License-File: LICENSE
Keywords: ai,evals,llm,observability,opentelemetry,testing
Classifier: Development Status :: 4 - Beta
Classifier: Intended Audience :: Developers
Classifier: License :: OSI Approved :: MIT License
Classifier: Programming Language :: Python :: 3
Classifier: Programming Language :: Python :: 3.11
Classifier: Programming Language :: Python :: 3.12
Classifier: Topic :: Scientific/Engineering :: Artificial Intelligence
Classifier: Topic :: Software Development :: Testing
Requires-Python: >=3.11
Requires-Dist: autoevals>=0.1.0
Requires-Dist: jsonpickle>=4.0.0
Requires-Dist: openai>=2.29.0
Requires-Dist: openinference-instrumentation>=0.1.44
Requires-Dist: opentelemetry-api>=1.27.0
Requires-Dist: opentelemetry-sdk>=1.27.0
Requires-Dist: pydantic>=2.0
Requires-Dist: python-dotenv>=1.2.2
Requires-Dist: starlette>=1.0.0
Requires-Dist: uvicorn>=0.42.0
Requires-Dist: watchfiles>=1.1.1
Provides-Extra: all
Requires-Dist: openinference-instrumentation-anthropic; extra == 'all'
Requires-Dist: openinference-instrumentation-dspy; extra == 'all'
Requires-Dist: openinference-instrumentation-google-genai; extra == 'all'
Requires-Dist: openinference-instrumentation-langchain; extra == 'all'
Requires-Dist: openinference-instrumentation-openai; extra == 'all'
Provides-Extra: anthropic
Requires-Dist: openinference-instrumentation-anthropic; extra == 'anthropic'
Provides-Extra: dspy
Requires-Dist: openinference-instrumentation-dspy; extra == 'dspy'
Provides-Extra: google
Requires-Dist: openinference-instrumentation-google-genai; extra == 'google'
Provides-Extra: langchain
Requires-Dist: openinference-instrumentation-langchain; extra == 'langchain'
Provides-Extra: openai
Requires-Dist: openinference-instrumentation-openai; extra == 'openai'
Description-Content-Type: text/markdown

# pixie-qa

An agent skill that makes coding agents the QA engineer for LLM applications.

## What the Skill Does

The `qa-eval` skill guides your coding agent through the full eval-based QA loop for LLM applications:

1. **Understand the code** — read the codebase, trace the data flow, learn what the code is supposed to do
2. **Instrument it** — use `wrap()` for data-object tracing and OpenInference auto-instrumentation for LLM span capture
3. **Build a dataset** — create JSON datasets of representative inputs and expected outputs
4. **Write eval tests** — generate `test_*.py` files with appropriate evaluators
5. **Run the tests** — `pixie test` to run all evals and report per-case scores
6. **Analyse results** — `pixie analyze <test_id>` to get LLM-generated analysis of test results
7. **Investigate failures** — diagnose failures, fix, repeat

## Getting Started

### 1. Add the skill to your coding agent

```bash
npx skills add yiouli/pixie-qa
```

The accompanying python package would be installed by the skill automatically when it's used.

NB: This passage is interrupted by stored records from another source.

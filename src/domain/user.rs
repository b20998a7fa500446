//! User domain entity and related types.

use serde::{Deserialize, Serialize};
use serde_json::Value;
use utoipa::ToSchema;

/// User domain entity, as stored and as listed.
#[derive(Debug, Clone, PartialEq, Eq, Serialize, Deserialize, ToSchema)]
pub struct User {
    /// Store-assigned identifier, never reused
    #[schema(example = 1)]
    pub id: i64,
    #[schema(example = "Ryan")]
    pub name: Option<String>,
    #[schema(example = 18)]
    pub age: Option<i64>,
}

impl User {
    pub fn new(id: i64, name: Option<String>, age: Option<i64>) -> Self {
        Self { id, name, age }
    }
}

/// The mutable fields of a user, as read from a request body.
///
/// Nothing is rejected: values that the columns cannot hold become `None`
/// (stored as NULL), the same way a dynamically typed SQL column would
/// coerce or drop them. Both columns are 64-bit integers in SQLite, so any
/// JSON integer that fits in an `i64` is kept.
#[derive(Debug, Clone, Default, PartialEq, Eq, Serialize, Deserialize, ToSchema)]
pub struct UserFields {
    #[schema(example = "Ryan")]
    pub name: Option<String>,
    #[schema(example = 18)]
    pub age: Option<i64>,
}

impl UserFields {
    pub fn new(name: Option<String>, age: Option<i64>) -> Self {
        Self { name, age }
    }

    /// Pull `name` and `age` out of an arbitrary JSON body.
    pub fn from_body(body: &Value) -> Self {
        Self {
            name: body.get("name").and_then(text_value),
            age: body.get("age").and_then(integer_value),
        }
    }
}

/// Interpret a raw path segment as a user id.
///
/// A segment that is not an integer cannot match any row, so callers treat
/// `None` exactly like an id that was never inserted.
pub fn parse_user_id(raw: &str) -> Option<i64> {
    integer_str(raw)
}

fn text_value(value: &Value) -> Option<String> {
    match value {
        Value::String(s) => Some(s.clone()),
        Value::Number(n) => Some(n.to_string()),
        Value::Bool(b) => Some(bool_integer(*b).to_string()),
        Value::Null | Value::Array(_) | Value::Object(_) => None,
    }
}

fn integer_value(value: &Value) -> Option<i64> {
    match value {
        Value::Number(n) => n.as_i64().or_else(|| n.as_f64().and_then(integral_f64)),
        Value::String(s) => integer_str(s),
        Value::Bool(b) => Some(bool_integer(*b)),
        Value::Null | Value::Array(_) | Value::Object(_) => None,
    }
}

fn integer_str(raw: &str) -> Option<i64> {
    let raw = raw.trim();
    raw.parse::<i64>()
        .ok()
        .or_else(|| raw.parse::<f64>().ok().and_then(integral_f64))
}

/// Booleans are bound as 1 / 0, as SQLite has no boolean type.
fn bool_integer(b: bool) -> i64 {
    i64::from(b)
}

fn integral_f64(f: f64) -> Option<i64> {
    // i64::MAX as f64 rounds up to 2^63, which is already out of range
    if f.is_finite() && f.fract() == 0.0 && f >= i64::MIN as f64 && f < i64::MAX as f64 {
        Some(f as i64)
    } else {
        None
    }
}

### 2. Ask coding agent to set up evals

Open a conversation and say something like when developing a python based AI project:

> "setup QA for my agent"

Your coding agent will read your code, instrument it, build a dataset from a few real runs, write and run eval-based tests, investigate failures and fix.

## Python Package

The `pixie-qa` Python package (imported as `pixie`) is what Claude installs and uses inside your project. API docs are auto-generated by `pdoc3` into [docs/pixie/index.md](docs/pixie/index.md) via pre-commit. The markdown renderer uses [scripts/pdoc_templates/text.mako](scripts/pdoc_templates/text.mako) so async functions and methods are explicitly shown as `async def` in signatures.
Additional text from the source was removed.